Below is a block of records; repeat each one exactly.

[Information shown — start]

//! KeyCodec — bidirectional mapping between path-segment arrays and flat
//! storage keys.
//!
//! Every key is prefixed with the effective namespace, which carries a
//! z-factor discriminator (`{namespace}-z{n}`). Peers configured with
//! different decomposition depths therefore partition into disjoint key
//! ranges and never read each other's coalesced subtrees.

use crate::error::{Error, Result};

/// Separator between the namespace prefix and path segments, and between
/// segments themselves.
pub const KEY_SEPARATOR: char = ':';

/// Sentinel appended to the range start to form an exclusive upper bound.
/// Lexicographically above any escaped segment character.
const RANGE_SENTINEL: char = '\u{00FF}';

// ============================================================================
// KeyCodec
// ============================================================================

/// Builds and parses storage keys for one namespace.
#[derive(Debug, Clone)]
pub struct KeyCodec {
    prefix: String,
}

impl KeyCodec {
    /// Create a codec for `namespace` at decomposition depth `z_factor`.
    /// The caller validates the namespace (see `config`).
    pub fn new(namespace: &str, z_factor: u8) -> Self {
        Self {
            prefix: format!("{namespace}-z{z_factor}"),
        }
    }

    /// The effective namespace prefix, discriminator included.
    pub fn prefix(&self) -> &str {
        &self.prefix
    }

    /// Build a storage key from path segments: `{prefix}:seg1:…:segN`.
    /// Segments are escaped so user keys containing the separator round-trip.
    pub fn build(&self, path: &[String]) -> Result<String> {
        if path.is_empty() {
            return Err(Error::Configuration(
                "cannot build a storage key from an empty path".into(),
            ));
        }
        let mut key = String::with_capacity(self.prefix.len() + path.len() * 8);
        key.push_str(&self.prefix);
        for segment in path {
            key.push(KEY_SEPARATOR);
            key.push_str(&escape_segment(segment));
        }
        Ok(key)
    }

    /// Parse a storage key back into path segments.
    ///
    /// Returns `None` for keys outside this codec's namespace (foreign
    /// prefixes, other z-factors) and for keys with empty segments.
    pub fn parse(&self, key: &str) -> Option<ParsedKey> {
        let rest = key.strip_prefix(&self.prefix)?;
        let rest = rest.strip_prefix(KEY_SEPARATOR)?;
        if rest.is_empty() {
            return None;
        }
        let mut path = Vec::new();
        for raw in rest.split(KEY_SEPARATOR) {
            if raw.is_empty() {
                return None;
            }
            path.push(unescape_segment(raw));
        }
        let is_granular = path.len() > 1;
        Some(ParsedKey { path, is_granular })
    }

    /// Half-open lexicographic range covering every key in this namespace.
    pub fn range_bounds(&self) -> (String, String) {
        let start = format!("{}{}", self.prefix, KEY_SEPARATOR);
        let end = format!("{start}{RANGE_SENTINEL}");
        (start, end)
    }
}

/// A storage key decoded into its path segments.
#[derive(Debug, Clone, PartialEq, Eq)]
pub struct ParsedKey {
    pub path: Vec<String>,
    /// True when the key addresses below the top level.
    pub is_granular: bool,
}

// ============================================================================
// Segment escaping
// ============================================================================

/// Escape `%` and the separator so `unescape_segment` is a left inverse.
fn escape_segment(segment: &str) -> String {
    if !segment.contains(['%', KEY_SEPARATOR]) {
        return segment.to_string();
    }
    let mut out = String::with_capacity(segment.len() + 4);
    for ch in segment.chars() {
        match ch {
            '%' => out.push_str("%25"),
            KEY_SEPARATOR => out.push_str("%3A"),
            other => out.push(other),
        }
    }
    out
}

fn unescape_segment(segment: &str) -> String {
    if !segment.contains('%') {
        return segment.to_string();
    }
    let mut out = String::with_capacity(segment.len());
    let mut chars = segment.chars().peekable();
    while let Some(ch) = chars.next() {
        if ch != '%' {
            out.push(ch);
            continue;
        }
        let hex: String = chars.clone().take(2).collect();
        match hex.as_str() {
            "25" => {
                out.push('%');
                chars.next();
                chars.next();
            }
            "3A" | "3a" => {
                out.push(KEY_SEPARATOR);
                chars.next();
                chars.next();
            }
            _ => out.push(ch),
        }
    }
    out
}

// ============================================================================
// Tests
// ============================================================================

[Information shown — finish]

### Result for this task
//! KeyCodec — bidirectional mapping between path-segment arrays and flat
//! storage keys.
//!
//! Every key is prefixed with the effective namespace, which carries a
//! z-factor discriminator (`{namespace}-z{n}`). Peers configured with
//! different decomposition depths therefore partition into disjoint key
//! ranges and never read each other's coalesced subtrees.

use crate::error::{Error, Result};

/// Separator between the namespace prefix and path segments, and between
/// segments themselves.
pub const KEY_SEPARATOR: char = ':';

/// Sentinel appended to the range start to form an exclusive upper bound.
/// Lexicographically above any escaped segment character.
const RANGE_SENTINEL: char = '\u{00FF}';

// ============================================================================
// KeyCodec
// ============================================================================

/// Builds and parses storage keys for one namespace.
#[derive(Debug, Clone)]
pub struct KeyCodec {
    prefix: String,
}

impl KeyCodec {
    /// Create a codec for `namespace` at decomposition depth `z_factor`.
    /// The caller validates the namespace (see `config`).
    pub fn new(namespace: &str, z_factor: u8) -> Self {
        Self {
            prefix: format!("{namespace}-z{z_factor}"),
        }
    }

    /// The effective namespace prefix, discriminator included.
    pub fn prefix(&self) -> &str {
        &self.prefix
    }

    /// Build a storage key from path segments: `{prefix}:seg1:…:segN`.
    /// Segments are escaped so user keys containing the separator round-trip.
    pub fn build(&self, path: &[String]) -> Result<String> {
        if path.is_empty() {
            return Err(Error::Configuration(
                "cannot build a storage key from an empty path".into(),
            ));
        }
        let mut key = String::with_capacity(self.prefix.len() + path.len() * 8);
        key.push_str(&self.prefix);
        for segment in path {
            key.push(KEY_SEPARATOR);
            key.push_str(&escape_segment(segment));
        }
        Ok(key)
    }

    /// Parse a storage key back into path segments.
    ///
    /// Returns `None` for keys outside this codec's namespace (foreign
    /// prefixes, other z-factors) and for keys with empty segments.
    pub fn parse(&self, key: &str) -> Option<ParsedKey> {
        let rest = key.strip_prefix(&self.prefix)?;
        let rest = rest.strip_prefix(KEY_SEPARATOR)?;
        if rest.is_empty() {
            return None;
        }
        let mut path = Vec::new();
        for raw in rest.split(KEY_SEPARATOR) {
            if raw.is_empty() {
                return None;
            }
            path.push(unescape_segment(raw));
        }
        let is_granular = path.len() > 1;
        Some(ParsedKey { path, is_granular })
    }

    /// Half-open lexicographic range covering every key in this namespace.
    pub fn range_bounds(&self) -> (String, String) {
        let start = format!("{}{}", self.prefix, KEY_SEPARATOR);
        let end = format!("{start}{RANGE_SENTINEL}");
        (start, end)
    }
}

/// A storage key decoded into its path segments.
#[derive(Debug, Clone, PartialEq, Eq)]
pub struct ParsedKey {
    pub path: Vec<String>,
    /// True when the key addresses below the top level.
    pub is_granular: bool,
}

// ============================================================================
// Segment escaping
// ============================================================================

/// Escape `%` and the separator so `unescape_segment` is a left inverse.
fn escape_segment(segment: &str) -> String {
    if !segment.contains(['%', KEY_SEPARATOR]) {
        return segment.to_string();
    }
    let mut out = String::with_capacity(segment.len() + 4);
    for ch in segment.chars() {
        match ch {
            '%' => out.push_str("%25"),
            KEY_SEPARATOR => out.push_str("%3A"),
            other => out.push(other),
        }
    }
    out
}

fn unescape_segment(segment: &str) -> String {
    if !segment.contains('%') {
        return segment.to_string();
    }
    let mut out = String::with_capacity(segment.len());
    let mut chars = segment.chars().peekable();
    while let Some(ch) = chars.next() {
        if ch != '%' {
            out.push(ch);
            continue;
        }
        let hex: String = chars.clone().take(2).collect();
        match hex.as_str() {
            "25" => {
                out.push('%');
                chars.next();
                chars.next();
            }
            "3A" | "3a" => {
                out.push(KEY_SEPARATOR);
                chars.next();
                chars.next();
            }
            _ => out.push(ch),
        }
    }
    out
}

// ============================================================================
// Tests
// ============================================================================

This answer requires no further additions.